» Problem statement: Find each line below containing the word "impl" and copy it.

[Data records]

use std::fmt::Display;

use crate::{
    define_index_newtype,
    problem::{task::TaskIdx, vehicle::VehicleIdx},
};

define_index_newtype!(ActionIdx);

#[derive(Hash, Debug, Clone, Copy, Eq, PartialEq)]
pub enum Action {
    Pickup(TaskIdx),
    Delivery(TaskIdx),
    /// Sentinel rooting the chain of one vehicle.
    RouteHead(VehicleIdx),
}

impl Action {
    pub fn task(&self) -> Option<TaskIdx> {
        match self {
            Action::Pickup(task) | Action::Delivery(task) => Some(*task),
            Action::RouteHead(_) => None,
        }
    }

    pub fn is_pickup(&self) -> bool {
        matches!(self, Action::Pickup(_))
    }

    pub fn is_delivery(&self) -> bool {
        matches!(self, Action::Delivery(_))
    }
}

impl Display for Action {
    fn fmt(&self, f: &mut std::fmt::Formatter<'_>) -> std::fmt::Result {
        match self {
            Action::Pickup(task) => write!(f, "Pickup({task})"),
            Action::Delivery(task) => write!(f, "Delivery({task})"),
            Action::RouteHead(vehicle) => write!(f, "RouteHead({vehicle})"),
        }
    }
}

/// Maps actions to a dense index space of size `2 * num_tasks + num_vehicles`:
/// pickups occupy `[0, n)`, deliveries `[n, 2n)` and route heads
/// `[2n, 2n + v)`.
#[derive(Debug, Clone, Copy, PartialEq, Eq)]
pub struct ActionSpace {
    num_tasks: usize,
    num_vehicles: usize,
}

impl ActionSpace {
    pub fn new(num_tasks: usize, num_vehicles: usize) -> Self {
        ActionSpace {
            num_tasks,
            num_vehicles,
        }
    }

    pub fn len(&self) -> usize {
        2 * self.num_tasks + self.num_vehicles
    }

    pub fn is_empty(&self) -> bool {
        self.len() == 0
    }

    pub fn num_tasks(&self) -> usize {
        self.num_tasks
    }

    pub fn num_vehicles(&self) -> usize {
        self.num_vehicles
    }

    /// Number of pickup and delivery actions.
    pub fn num_task_actions(&self) -> usize {
        2 * self.num_tasks
    }

    #[inline]
    pub fn pickup(&self, task: TaskIdx) -> ActionIdx {
        ActionIdx::new(task.get())
    }

    #[inline]
    pub fn delivery(&self, task: TaskIdx) -> ActionIdx {
        ActionIdx::new(task.get() + self.num_tasks)
    }

    #[inline]
    pub fn head(&self, vehicle: VehicleIdx) -> ActionIdx {
        ActionIdx::new(vehicle.get() + 2 * self.num_tasks)
    }

    #[inline]
    pub fn is_task_action(&self, action: ActionIdx) -> bool {
        action.get() < 2 * self.num_tasks
    }

    pub fn action(&self, action: ActionIdx) -> Action {
        let index = action.get();
        if index < self.num_tasks {
            Action::Pickup(TaskIdx::new(index))
        } else if index < 2 * self.num_tasks {
            Action::Delivery(TaskIdx::new(index - self.num_tasks))
        } else {
            Action::RouteHead(VehicleIdx::new(index - 2 * self.num_tasks))
        }
    }

    pub fn task_actions(&self) -> impl Iterator<Item = ActionIdx> + use<> {
        (0..2 * self.num_tasks).map(ActionIdx::new)
    }
}
pub mod vehicle_plan;
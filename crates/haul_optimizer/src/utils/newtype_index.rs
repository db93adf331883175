/// Defines a `usize` index newtype that can address any `Vec<T>` or `[T]`
/// directly, so parallel arrays keyed by the same index stay type-checked.
#[macro_export]
macro_rules! define_index_newtype {
    ($name:ident) => {
        #[derive(
            serde::Serialize,
            serde::Deserialize,
            Debug,
            Clone,
            Copy,
            PartialEq,
            Eq,
            Hash,
            PartialOrd,
            Ord,
            Default,
        )]
        #[serde(transparent)]
        pub struct $name(usize);

        impl std::fmt::Display for $name {
            fn fmt(&self, f: &mut std::fmt::Formatter<'_>) -> std::fmt::Result {
                write!(f, "{}", self.0)
            }
        }

        impl $name {
            pub const fn new(index: usize) -> Self {
                Self(index)
            }

            pub const fn get(&self) -> usize {
                self.0
            }
        }

        impl From<usize> for $name {
            fn from(index: usize) -> Self {
                Self(index)
            }
        }

        impl<T> std::ops::Index<$name> for Vec<T> {
            type Output = T;
            fn index(&self, index: $name) -> &Self::Output {
                &self[index.0]
            }
        }

        impl<T> std::ops::IndexMut<$name> for Vec<T> {
            fn index_mut(&mut self, index: $name) -> &mut Self::Output {
                &mut self[index.0]
            }
        }

        impl<T> std::ops::Index<$name> for [T] {
            type Output = T;
            fn index(&self, index: $name) -> &Self::Output {
                &self[index.0]
            }
        }
    };
}
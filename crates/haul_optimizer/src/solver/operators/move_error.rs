use thiserror::Error;

/// Reasons a move cannot be applied to an assignment. These are expected while
/// exploring a neighborhood and only cause the candidate to be skipped.
#[derive(Error, Debug, Clone, PartialEq, Eq)]
pub enum MoveError {
    #[error("Vehicle {vehicle} has no action to move")]
    EmptyChain { vehicle: usize },

    #[error("Source and target vehicle are both {vehicle}")]
    SameVehicle { vehicle: usize },

    #[error("Position {position} is outside the chain of vehicle {vehicle}")]
    PositionOutOfChain { vehicle: usize, position: usize },

    #[error("Action {action} is not part of the chain of vehicle {vehicle}")]
    ActionNotInChain { vehicle: usize, action: usize },

    #[error("Swapping the pickup and delivery of task {task} breaks precedence")]
    BreaksPrecedence { task: u32 },

    #[error("Positions {first} and {second} are adjacent")]
    AdjacentActions { first: usize, second: usize },
}

#[cfg(test)]
mod tests {
    use super::MoveError;

    #[test]
    fn test_error_messages() {
        assert_eq!(
            MoveError::AdjacentActions {
                first: 1,
                second: 2
            }
            .to_string(),
            "Positions 1 and 2 are adjacent"
        );
        assert_eq!(
            MoveError::BreaksPrecedence { task: 4 }.to_string(),
            "Swapping the pickup and delivery of task 4 breaks precedence"
        );
    }
}
use crate::{
    problem::{
        problem_error::ProblemError,
        vehicle::{Vehicle, VehicleIdx},
    },
    utils::enumerate_idx::EnumerateIdx,
};

/// The vehicles owned by one agent. Never empty.
#[derive(Debug, Clone)]
pub struct Fleet {
    vehicles: Vec<Vehicle>,
}

impl Fleet {
    pub fn new(vehicles: Vec<Vehicle>) -> Result<Self, ProblemError> {
        if vehicles.is_empty() {
            return Err(ProblemError::EmptyFleet);
        }

        Ok(Fleet { vehicles })
    }

    #[inline]
    pub fn vehicles(&self) -> &[Vehicle] {
        &self.vehicles
    }

    #[inline]
    pub fn vehicle(&self, vehicle_id: VehicleIdx) -> &Vehicle {
        &self.vehicles[vehicle_id]
    }

    pub fn len(&self) -> usize {
        self.vehicles.len()
    }

    pub fn is_empty(&self) -> bool {
        self.vehicles.is_empty()
    }

    pub fn iter_idx(&self) -> impl Iterator<Item = (VehicleIdx, &Vehicle)> {
        self.vehicles.iter().enumerate_idx()
    }

    /// The vehicle with the largest capacity, the first one on ties.
    pub fn largest_vehicle(&self) -> (VehicleIdx, &Vehicle) {
        let mut largest = VehicleIdx::new(0);
        for (vehicle_id, vehicle) in self.iter_idx() {
            if vehicle.capacity() > self.vehicle(largest).capacity() {
                largest = vehicle_id;
            }
        }

        (largest, self.vehicle(largest))
    }

    /// Whether every single vehicle of the fleet could carry `weight`.
    pub fn all_can_carry(&self, weight: u32) -> bool {
        self.vehicles.iter().all(|vehicle| vehicle.can_carry(weight))
    }
}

» Solution to the exercise:
impl Action {
impl Display for Action {
impl ActionSpace {
    pub fn task_actions(&self) -> impl Iterator<Item = ActionIdx> + use<> {
        impl std::fmt::Display for $name {
        impl $name {
        impl From<usize> for $name {
        impl<T> std::ops::Index<$name> for Vec<T> {
        impl<T> std::ops::IndexMut<$name> for Vec<T> {
        impl<T> std::ops::Index<$name> for [T] {
impl Fleet {
    pub fn iter_idx(&self) -> impl Iterator<Item = (VehicleIdx, &Vehicle)> {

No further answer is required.